* TASK PROMPT
Pick every line from the data that holds the word "released".

++++ RAW DATA

use std::ops::Range;
use submerge_base::Result;

pub struct Annotations {
    context: Vec<String>,
    pub(crate) annotations: Vec<(Range<i64>, Vec<String>)>,
}

impl Annotations {
    pub fn new() -> Self {
        Annotations {
            context: Vec::new(),
            annotations: Vec::new(),
        }
    }
    pub fn push_context<T: ToString>(&mut self, context: T) {
        self.context.push(context.to_string());
    }
    pub fn pop_context(&mut self) {
        self.context.pop();
    }
    pub fn annotate<T: ToString>(&mut self, range: Range<i64>, name: T) {
        let mut ctx = self.context.clone();
        ctx.push(name.to_string());
        self.annotations.push((range, ctx));
    }
    #[cfg(test)]
    pub fn render_hexdump(&self, buf: &[u8]) -> Result<String> {
        use std::fmt::Write;
        let mut s = String::new();
        let mut pos = 0;
        for (r, name) in self.annotations.iter() {
            if r.is_empty() {
                continue;
            }
            let name = name.join(".");
            let (lo, hi) = (r.start, r.end - 1);
            let len = r.len();
            if lo < pos {
                writeln!(s, "- ERROR: out-of-order lo for {}", name)?;
            }
            if hi < pos {
                writeln!(s, "- ERROR: out-of-order hi for {}", name)?;
            }
            if lo > pos {
                writeln!(s, "- ERROR: unannotated ({} bytes)", lo - pos)?;
            }
            pos = hi + 1;
            writeln!(s, "- {} ({} bytes):", name, len)?;
            let lo_usz: usize = lo.try_into().expect("annotation exceeds usize");
            let hi_usz: usize = hi.try_into().expect("annotation exceeds usize");
            let bytes = &buf[lo_usz..=hi_usz];
            if bytes.is_empty() {
                continue;
            }
            let mut prev = [0u8; 16];
            let mut skipped = 0;
            let mut skipstart = 0;
            for (n, line) in bytes.chunks(16).enumerate() {
                if n > 0 && prev == line {
                    if skipped == 0 {
                        skipstart = lo_usz + (n * 16);
                    }
                    skipped += 1;
                    continue;
                }
                if line.len() == 16 {
                    prev.copy_from_slice(line);
                }
                if skipped > 0 {
                    writeln!(
                        s,
                        "\t {:08.8x} | ... previous line repeated {} times",
                        skipstart, skipped
                    )?;
                    skipped = 0;
                }
                write!(s, "\t {:08.8x} |", lo_usz + (n * 16))?;
                for group in line.chunks(4) {
                    s += "  ";
                    for byte in group {
                        write!(s, " {:02.2x}", byte)?;
                    }
                }
                for pad in 0..(16 - line.len()) {
                    s += "   ";
                    if pad & 3 == 3 {
                        s += "  ";
                    }
                }
                s += "   | ";
                for ch in line {
                    if ch.is_ascii_graphic() {
                        s.push(*ch as char);
                    } else {
                        s.push('.');
                    }
                }
                writeln!(s, "")?;
            }
            if skipped > 0 {
                writeln!(
                    s,
                    "\t {:08.8x} | ... previous line repeated {} times",
                    skipstart, skipped
                )?;
            }
        }
        Ok(s)
    }
}

trait AnnotateWriter {}
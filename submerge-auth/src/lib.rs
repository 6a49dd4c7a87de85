//! Authentication, authorization, endorsement, signatures, etc.
//!
//! Not yet implemented; out of scope for the persistence engine.
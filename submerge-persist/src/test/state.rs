use crate::state::PartitionState;
use std::sync::{Arc, Mutex};
use test_log::test;

#[test]
fn test_in_order_completion_releases_immediately() {
    let state = PartitionState::new();
    let seen = Arc::new(Mutex::new(Vec::new()));

    for seq in 0..5u64 {
        let seen = Arc::clone(&seen);
        state.register(
            seq,
            Some(Box::new(move |ok| seen.lock().unwrap().push((seq, ok)))),
        );
    }
    for seq in 0..5u64 {
        let released = state.complete(seq, true);
        assert_eq!(released.len(), 1);
        (released.into_iter().next().unwrap().callback)(true);
    }
    assert_eq!(
        *seen.lock().unwrap(),
        vec![(0, true), (1, true), (2, true), (3, true), (4, true)]
    );
}

#[test]
fn test_s1_reorder_buffer_correctness() {
    // S1 from spec section 8: one partition, 100 submissions, completions
    // arrive out of order; callbacks must still fire 0, 1, 2, ..., 99.
    let state = PartitionState::new();
    let seen = Arc::new(Mutex::new(Vec::new()));

    for seq in 0..100u64 {
        let seen = Arc::clone(&seen);
        state.register(
            seq,
            Some(Box::new(move |ok| seen.lock().unwrap().push((seq, ok)))),
        );
    }

    // A fixed shuffle: complete in an order that's neither forward nor
    // backward so the reorder buffer is actually exercised.
    let mut order: Vec<u64> = (0..100).collect();
    order.sort_by_key(|&x| (x * 37 + 11) % 101);

    for seq in order {
        for release in state.complete(seq, true) {
            (release.callback)(release.ok);
        }
    }

    let expected: Vec<(u64, bool)> = (0..100).map(|i| (i, true)).collect();
    assert_eq!(*seen.lock().unwrap(), expected);
}

#[test]
fn test_release_carries_failure_outcome() {
    let state = PartitionState::new();
    let seen = Arc::new(Mutex::new(None));
    {
        let seen = Arc::clone(&seen);
        state.register(
            0,
            Some(Box::new(move |ok| *seen.lock().unwrap() = Some(ok))),
        );
    }
    let released = state.complete(0, false);
    assert_eq!(released.len(), 1);
    assert!(!released[0].ok);
}

#[test]
fn test_pending_count_tracks_registrations_and_releases() {
    let state = PartitionState::new();
    state.register(0, Some(Box::new(|_| {})));
    state.register(1, Some(Box::new(|_| {})));
    assert_eq!(state.pending_count(), 2);
    state.complete(0, true);
    assert_eq!(state.pending_count(), 1);
    state.complete(1, true);
    assert_eq!(state.pending_count(), 0);
}

#[test]
fn test_drain_returns_all_pending_regardless_of_persistence() {
    let state = PartitionState::new();
    state.register(0, Some(Box::new(|_| {})));
    state.register(1, Some(Box::new(|_| {})));
    state.register(2, Some(Box::new(|_| {})));
    // Seq 1 completes but can't release yet: seq 0 hasn't, so nothing
    // is popped from pending_callbacks -- all three are still pending.
    state.complete(1, true);
    let drained = state.drain();
    assert_eq!(drained.len(), 3);
    assert!(drained.iter().all(|r| !r.ok));
}
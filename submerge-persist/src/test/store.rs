use crate::store::{EngineConfig, Metadata, StoreShard};
use test_log::test;

#[test]
fn test_open_put_flush_roundtrip() {
    let dir = tempfile::tempdir().unwrap();
    let base = dir.path().join("db");
    let config = EngineConfig::default();
    let store = StoreShard::open(&base, 4, &config).unwrap();
    assert_eq!(store.num_partitions(), 4);

    store
        .put(2, b"001:002:00000001:0000000000000000", b"hello")
        .unwrap();
    store.flush_all().unwrap();
}

#[test]
fn test_metadata_round_trip_s7() {
    // S7 / property 7 from spec section 8.
    let dir = tempfile::tempdir().unwrap();
    let base = dir.path().join("db");
    let config = EngineConfig::default();
    let store = StoreShard::open(&base, 2, &config).unwrap();

    let meta = Metadata {
        epoch: 7,
        shard_id: 1,
        num_shards: 3,
        num_partitions: 2,
        num_workers: 2,
        timestamp: 1_700_000_000,
    };
    store.write_metadata(&meta.render()).unwrap();
    store.flush_all().unwrap();
    drop(store);

    let read_back = StoreShard::read_metadata(&base).unwrap();
    assert_eq!(read_back, meta);
}

#[test]
fn test_metadata_parse_tolerates_key_reordering() {
    let reordered = "timestamp:5,epoch:1,num_workers:2,shard_id:0,num_shards:1,num_partitions:4";
    let meta = Metadata::parse(reordered).unwrap();
    assert_eq!(meta.epoch, 1);
    assert_eq!(meta.num_partitions, 4);
    assert_eq!(meta.timestamp, 5);
}

#[test]
fn test_open_failure_rolls_back_partial_partitions() {
    // Opening a path that is actually a plain file (not a directory)
    // fails; earlier-opened partitions for the same call must not leak.
    let dir = tempfile::tempdir().unwrap();
    let base = dir.path().join("db");
    std::fs::create_dir_all(&base.parent().unwrap()).unwrap();
    // Pre-create partition 1's path as a regular file so sled fails to
    // open it as a database directory.
    std::fs::write(format!("{}_partition1", base.display()), b"not a db").unwrap();

    let config = EngineConfig::default();
    let result = StoreShard::open(&base, 3, &config);
    assert!(result.is_err());
}
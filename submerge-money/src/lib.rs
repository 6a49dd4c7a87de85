//! User-billing, payment, subscription, licensing, commissions.
//!
//! Not yet implemented; out of scope for the persistence engine.
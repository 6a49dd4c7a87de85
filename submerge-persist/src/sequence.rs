//! Per-partition monotonic sequence numbers.
//!
//! Sequence allocation must happen under the same lock that guards the
//! partition's queue, so that queue order equals sequence order. This
//! module only hands out the number; the caller (the engine's submit
//! path, under `PartitionQueue::seq_mutex`) is responsible for enqueueing
//! within the same critical section. Each partition gets its own atomic
//! counter, so allocating a sequence number for one partition never
//! contends with any other.

use std::sync::atomic::{AtomicU64, Ordering};

/// Hands out strictly increasing sequence numbers per partition, starting
/// at 0. Sized at construction to the engine's fixed partition count.
pub struct SequenceAllocator {
    next: Vec<AtomicU64>,
}

impl SequenceAllocator {
    pub fn new(num_partitions: usize) -> Self {
        Self {
            next: (0..num_partitions).map(|_| AtomicU64::new(0)).collect(),
        }
    }

    /// Returns the next sequence number for `partition_id`, starting at 0.
    pub fn next(&self, partition_id: u32) -> u64 {
        self.next[partition_id as usize].fetch_add(1, Ordering::SeqCst)
    }
}

#[cfg(test)]
#[path = "test/sequence.rs"]
mod test;
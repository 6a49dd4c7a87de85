use std::sync::Arc;

use crate::{
    ioutil::{Bitmap256IoExt, Reader, Writer},
    layer::{LayerReader, LayerWriter},
    track::{TrackInfoForBlock, TrackReader, TrackWriter},
};
use submerge_base::{err, Bitmap256, Result};

pub(crate) struct BlockWriter {
    layer_writer: LayerWriter,
    meta: BlockMeta,
    info: BlockInfoForLayer,
}

impl BlockWriter {
    pub(crate) fn new(
        layer_writer: LayerWriter,
        block_num: usize,
        wr: &mut impl Writer,
    ) -> Result<Self> {
        wr.push_context("block");
        wr.push_context(block_num);
        let info = BlockInfoForLayer {
            block_num,
            end_pos: 0,
        };
        let meta = BlockMeta::default();
        Ok(BlockWriter {
            layer_writer,
            meta,
            info,
        })
    }

    pub(crate) fn begin_track(self, wr: &mut impl Writer) -> Result<TrackWriter> {
        let track_num = self.meta.track_end_offsets.len();
        TrackWriter::new(self, track_num, wr)
    }

    pub(crate) fn note_track_finished(
        &mut self,
        wr: &mut impl Writer,
        info: &TrackInfoForBlock,
    ) -> Result<()> {
        self.meta.track_lo_vals.push(info.lo_val);
        self.meta.track_hi_vals.push(info.hi_val);
        self.meta.track_implicit.set(info.track_num, info.implicit);
        self.meta.track_rows.push(info.rows);
        self.meta.track_end_offsets.push(info.end_pos);
        Ok(())
    }

    pub fn finish_block(mut self, wr: &mut impl Writer) -> Result<LayerWriter> {
        self.meta.write(wr)?;
        wr.pop_context();
        wr.pop_context();
        self.layer_writer.note_block_finished(wr, &self.info)?;
        Ok(self.layer_writer)
    }
}

#[derive(Clone, Default, PartialEq, Eq, Debug, Hash, PartialOrd, Ord)]
pub(crate) struct BlockMeta {
    track_lo_vals: Vec<i64>,
    track_hi_vals: Vec<i64>,
    track_implicit: Bitmap256, // FIXME: limits us to 256 tracks, maybe make variable-length?
    track_rows: Vec<u16>,      // row count for each track; may vary across substructure tracks
    track_end_offsets: Vec<i64>,
}

#[derive(Clone, Default, PartialEq, Eq, Debug, Hash, PartialOrd, Ord)]
pub(crate) struct BlockInfoForLayer {
    pub(crate) block_num: usize,
    pub(crate) end_pos: i64,
}

impl BlockMeta {
    pub(crate) fn write(&mut self, wr: &mut impl Writer) -> Result<()> {
        let ntracks = self.track_lo_vals.len();
        if ntracks != self.track_hi_vals.len() {
            return Err(err("track_lo_vals and track_hi_vals length mismatch"));
        }
        if ntracks > 255 {
            return Err(err("track count > 255"));
        }
        if ntracks != self.track_rows.len() as usize {
            return Err(err("track_lo_vals and track_rows length mismatch"));
        }
        if ntracks != self.track_end_offsets.len() as usize {
            return Err(err("track_lo_vals and track_end_offsets length mismatch"));
        }
        wr.push_context("meta");
        let start_pos = wr.pos()?;
        wr.write_annotated_le_num("track_num", ntracks as i64)?;
        wr.write_annotated_le_num_slice("track_lo_vals", &self.track_lo_vals)?;
        wr.write_annotated_le_num_slice("track_hi_vals", &self.track_hi_vals)?;
        self.track_implicit.write_annotated("track_implicit", wr)?;
        wr.write_annotated_le_num_slice("track_rows", &self.track_rows)?;
        wr.write_annotated_le_num_slice("track_end_offsets", &self.track_end_offsets)?;
        wr.write_len_of_footer_starting_at(start_pos)?;
        wr.pop_context();
        Ok(())
    }

    pub(crate) fn read_from_footer_end(rd: &mut impl Reader, end_pos: i64) -> Result<Self> {
        rd.read_footer_len_ending_at_pos_and_rewind_to_start(end_pos)?;
        let mut meta = BlockMeta::default();
        let ntracks: i64 = rd.read_le_num()?;
        if ntracks < 0 {
            return Err(err("negative track count"));
        }
        if ntracks > 255 {
            return Err(err("track count > 255"));
        }
        let ntracks = ntracks as usize;
        meta.track_lo_vals = rd.read_le_num_vec(ntracks)?;
        meta.track_hi_vals = rd.read_le_num_vec(ntracks)?;
        meta.track_implicit = Bitmap256::read(rd)?;
        meta.track_rows = rd.read_le_num_vec(ntracks)?;
        meta.track_end_offsets = rd.read_le_num_vec(ntracks)?;
        Ok(meta)
    }
}

pub(crate) struct BlockReader {
    layer_reader: Arc<LayerReader>,
    block_num: usize,
    meta: BlockMeta,
}

impl BlockReader {
    pub(crate) fn new(
        layer_reader: &Arc<LayerReader>,
        block_num: usize,
        end_pos: i64,
        rd: &mut impl Reader,
    ) -> Result<Arc<Self>> {
        let layer_reader = layer_reader.clone();
        let meta = BlockMeta::read_from_footer_end(rd, end_pos)?;
        Ok(Arc::new(BlockReader {
            layer_reader,
            block_num,
            meta,
        }))
    }

    pub(crate) fn new_track_reader(
        self: &Arc<Self>,
        track_num: usize,
        rd: &mut impl Reader,
    ) -> Result<Arc<TrackReader>> {
        if let Some(&end_pos) = self.meta.track_end_offsets.get(track_num) {
            if end_pos < 0 {
                return Err(err("negative track end offset"));
            }
            TrackReader::new(self, track_num, end_pos, rd)
        } else {
            Err(err("track number out of range"))
        }
    }
}
//! matrix-orchestrator: turns Matrix lobby messages into isolated sandbox
//! coding-agent workloads.

pub mod chat;
pub mod config;
pub mod error;
pub mod identifiers;
pub mod pipeline;
pub mod reconciler;
pub mod sandbox;
pub mod scheduler;
pub mod state;
pub mod telemetry;

pub use error::{Error, Result};

use serde::{Deserialize, Serialize};
use std::collections::HashMap;

/// Singleton workspace record — the root of the chat hierarchy.
#[derive(Debug, Clone, Default, Serialize, Deserialize)]
pub struct Workspace {
    pub name: Option<String>,
    pub topic: Option<String>,
    pub space_id: Option<String>,
    pub updated_at: Option<String>,
}

/// The sandbox shape declared for a project.
#[derive(Debug, Clone, Serialize, Deserialize)]
pub struct SandboxShape {
    pub project: String,
    pub base: String,
    pub main_sandbox: String,
    pub work_volume: String,
    pub work_mount_path: String,
}

/// Per-project persisted record.
#[derive(Debug, Clone, Serialize, Deserialize)]
pub struct ProjectRecord {
    pub display_name: String,
    #[serde(default)]
    pub project_space_id: Option<String>,
    #[serde(default)]
    pub lobby_room_id: Option<String>,
    #[serde(default)]
    pub lobby_room_name: Option<String>,
    #[serde(default)]
    pub spark: Option<SandboxShape>,
    pub updated_at: String,
}

/// Lifecycle status of a Task record.
#[derive(Debug, Clone, Copy, PartialEq, Eq, Serialize, Deserialize)]
#[serde(rename_all = "snake_case")]
pub enum TaskStatus {
    Waiting,
    Active,
    NeedsInput,
    Completed,
    Error,
}

impl TaskStatus {
    pub fn as_str(self) -> &'static str {
        match self {
            TaskStatus::Waiting => "waiting",
            TaskStatus::Active => "active",
            TaskStatus::NeedsInput => "needs_input",
            TaskStatus::Completed => "completed",
            TaskStatus::Error => "error",
        }
    }
}

/// State of the bridge process launched inside a task's sandbox.
#[derive(Debug, Clone, Default, Serialize, Deserialize)]
pub struct BridgeInfo {
    #[serde(default)]
    pub pid: Option<u64>,
    #[serde(default)]
    pub process_id: Option<String>,
    #[serde(default)]
    pub raw_output: Option<String>,
}

/// One record per accepted lobby message.
#[derive(Debug, Clone, Serialize, Deserialize)]
pub struct TaskRecord {
    pub id: String,
    pub project_key: String,
    pub lobby_room_id: String,
    pub lobby_event_id: String,
    #[serde(default)]
    pub task_room_id: Option<String>,
    #[serde(default)]
    pub task_room_name: Option<String>,
    #[serde(default)]
    pub sandbox_project: Option<String>,
    #[serde(default)]
    pub sandbox_name: Option<String>,
    pub status: TaskStatus,
    #[serde(default)]
    pub status_reason: Option<String>,
    #[serde(default)]
    pub bridge: BridgeInfo,
    pub initial_prompt: String,
    pub created_at: String,
    pub updated_at: String,
}

/// Full durable snapshot persisted by the State Store.
#[derive(Debug, Clone, Default, Serialize, Deserialize)]
pub struct OrchestratorState {
    #[serde(default = "default_version")]
    pub version: u32,
    #[serde(default)]
    pub workspace: Workspace,
    #[serde(default)]
    pub projects: HashMap<String, ProjectRecord>,
    #[serde(default)]
    pub tasks: HashMap<String, TaskRecord>,
    /// `"<roomId>:<eventId>" -> taskId | "failed-<wallclock>"`
    #[serde(default)]
    pub event_index: HashMap<String, String>,
}

fn default_version() -> u32 {
    1
}

/// Build the dedupe key used as an EventIndex key.
pub fn dedupe_key(room_id: &str, event_id: &str) -> String {
    format!("{room_id}:{event_id}")
}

++++++++

* COMPLETED EXERCISE
        let released = state.complete(seq, true);
        assert_eq!(released.len(), 1);
        (released.into_iter().next().unwrap().callback)(true);
    let released = state.complete(0, false);
    assert_eq!(released.len(), 1);
    assert!(!released[0].ok);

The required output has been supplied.